■ TASK DIRECTIONS:
Copy out each line containing "Internal" from the entries below.
*** THE INPUT Section Begins ***
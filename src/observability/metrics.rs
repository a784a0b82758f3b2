use prometheus::{
    Counter, CounterVec, Encoder, Gauge, Histogram, HistogramOpts, HistogramVec, Opts, Registry,
    TextEncoder,
};
use std::sync::Arc;
use std::time::Instant;
use crate::error::{Result, SearchError};

/// Prometheus metrics registry and collectors
#[derive(Clone)]
pub struct MetricsRegistry {
    registry: Arc<Registry>,
    pub metrics: Arc<Metrics>,
}

/// All aggregator metrics
pub struct Metrics {
    // Orchestration metrics
    pub search_total: Counter,
    pub search_empty_total: Counter,
    pub search_duration_seconds: Histogram,
    pub inflight_searches: Gauge,

    // Cache metrics
    pub cache_hits_total: Counter,
    pub cache_misses_total: Counter,

    // Provider metrics, labelled by provider
    pub provider_requests_total: CounterVec,
    pub provider_failures_total: CounterVec,
    pub provider_duration_seconds: HistogramVec,
    pub rate_limit_wait_seconds: HistogramVec,
}

impl MetricsRegistry {
    /// Create a new metrics registry with all collectors
    pub fn new() -> Result<Self> {
        let registry = Arc::new(Registry::new());
        let metrics = Arc::new(Metrics::new(&registry)?);

        Ok(Self { registry, metrics })
    }

    /// Get metrics in Prometheus text format
    pub fn gather(&self) -> Result<String> {
        let encoder = TextEncoder::new();
        let metric_families = self.registry.gather();

        let mut buffer = Vec::new();
        encoder
            .encode(&metric_families, &mut buffer)
            .map_err(|e| SearchError::Internal(format!("Failed to encode metrics: {}", e)))?;

        String::from_utf8(buffer)
            .map_err(|e| SearchError::Internal(format!("Failed to convert metrics to string: {}", e)))
    }

    /// Get the underlying registry
    pub fn registry(&self) -> Arc<Registry> {
        self.registry.clone()
    }
}

fn register<C>(registry: &Registry, collector: &C, name: &str) -> Result<()>
where
    C: prometheus::core::Collector + Clone + 'static,
{
    registry
        .register(Box::new(collector.clone()))
        .map_err(|e| SearchError::Internal(format!("Failed to register {}: {}", name, e)))
}

fn metric_error(name: &str) -> impl FnOnce(prometheus::Error) -> SearchError + '_ {
    move |e| SearchError::Internal(format!("Failed to create {} metric: {}", name, e))
}

impl Metrics {
    fn new(registry: &Registry) -> Result<Self> {
        let search_total = Counter::new("search_total", "Total number of orchestrated searches")
            .map_err(metric_error("search_total"))?;

        let search_empty_total = Counter::new(
            "search_empty_total",
            "Searches where every selected provider failed or returned nothing",
        )
        .map_err(metric_error("search_empty_total"))?;

        let search_duration_seconds = Histogram::with_opts(
            HistogramOpts::new("search_duration_seconds", "End-to-end search duration in seconds")
                .buckets(vec![0.005, 0.025, 0.1, 0.25, 0.5, 1.0, 2.5, 5.0, 10.0, 30.0, 60.0]),
        )
        .map_err(metric_error("search_duration_seconds"))?;

        let inflight_searches = Gauge::new("inflight_searches", "Searches currently being processed")
            .map_err(metric_error("inflight_searches"))?;

        let cache_hits_total = Counter::new("cache_hits_total", "Total number of result cache hits")
            .map_err(metric_error("cache_hits_total"))?;

        let cache_misses_total = Counter::new("cache_misses_total", "Total number of result cache misses")
            .map_err(metric_error("cache_misses_total"))?;

        let provider_requests_total = CounterVec::new(
            Opts::new("provider_requests_total", "Dispatches to each search provider"),
            &["provider"],
        )
        .map_err(metric_error("provider_requests_total"))?;

        let provider_failures_total = CounterVec::new(
            Opts::new("provider_failures_total", "Failed dispatches by provider and error type"),
            &["provider", "error_type"],
        )
        .map_err(metric_error("provider_failures_total"))?;

        let provider_duration_seconds = HistogramVec::new(
            HistogramOpts::new("provider_duration_seconds", "Provider call duration in seconds, retries included")
                .buckets(vec![0.05, 0.1, 0.25, 0.5, 1.0, 2.5, 5.0, 10.0, 30.0]),
            &["provider"],
        )
        .map_err(metric_error("provider_duration_seconds"))?;

        let rate_limit_wait_seconds = HistogramVec::new(
            HistogramOpts::new("rate_limit_wait_seconds", "Time spent waiting for provider tokens")
                .buckets(vec![0.001, 0.01, 0.1, 0.5, 1.0, 5.0, 30.0, 60.0]),
            &["provider"],
        )
        .map_err(metric_error("rate_limit_wait_seconds"))?;

        register(registry, &search_total, "search_total")?;
        register(registry, &search_empty_total, "search_empty_total")?;
        register(registry, &search_duration_seconds, "search_duration_seconds")?;
        register(registry, &inflight_searches, "inflight_searches")?;
        register(registry, &cache_hits_total, "cache_hits_total")?;
        register(registry, &cache_misses_total, "cache_misses_total")?;
        register(registry, &provider_requests_total, "provider_requests_total")?;
        register(registry, &provider_failures_total, "provider_failures_total")?;
        register(registry, &provider_duration_seconds, "provider_duration_seconds")?;
        register(registry, &rate_limit_wait_seconds, "rate_limit_wait_seconds")?;

        Ok(Self {
            search_total,
            search_empty_total,
            search_duration_seconds,
            inflight_searches,
            cache_hits_total,
            cache_misses_total,
            provider_requests_total,
            provider_failures_total,
            provider_duration_seconds,
            rate_limit_wait_seconds,
        })
    }
}

/// Timer helper for measuring durations
pub struct Timer {
    start: Instant,
    histogram: Histogram,
}

impl Timer {
    pub fn new(histogram: Histogram) -> Self {
        Self {
            start: Instant::now(),
            histogram,
        }
    }

    pub fn observe(self) {
        let duration = self.start.elapsed();
        self.histogram.observe(duration.as_secs_f64());
    }
}

#[cfg(test)]
mod tests {
    use super::*;

    #[test]
    fn test_metrics_registry_creation() {
        let registry = MetricsRegistry::new().unwrap();
        assert!(registry.gather().is_ok());
    }

    #[test]
    fn test_metrics_collection() {
        let registry = MetricsRegistry::new().unwrap();

        registry.metrics.search_total.inc();
        registry.metrics.cache_hits_total.inc();
        registry.metrics.inflight_searches.set(2.0);
        registry.metrics.provider_requests_total.with_label_values(&["brave"]).inc();
        registry
            .metrics
            .provider_failures_total
            .with_label_values(&["google", "provider_rejected"])
            .inc();

        let output = registry.gather().unwrap();
        assert!(output.contains("search_total"));
        assert!(output.contains("cache_hits_total"));
        assert!(output.contains("inflight_searches"));
        assert!(output.contains("provider=\"brave\""));
        assert!(output.contains("error_type=\"provider_rejected\""));
    }

    #[test]
    fn test_timer_functionality() {
        let registry = MetricsRegistry::new().unwrap();
        let timer = Timer::new(registry.metrics.search_duration_seconds.clone());

        std::thread::sleep(std::time::Duration::from_millis(1));
        timer.observe();

        assert_eq!(registry.metrics.search_duration_seconds.get_sample_count(), 1);
    }
}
*** THE INPUT Section Ends ***
■ ANSWER SECTION:
            .map_err(|e| SearchError::Internal(format!("Failed to encode metrics: {}", e)))?;
            .map_err(|e| SearchError::Internal(format!("Failed to convert metrics to string: {}", e)))
        .map_err(|e| SearchError::Internal(format!("Failed to register {}: {}", name, e)))
    move |e| SearchError::Internal(format!("Failed to create {} metric: {}", name, e))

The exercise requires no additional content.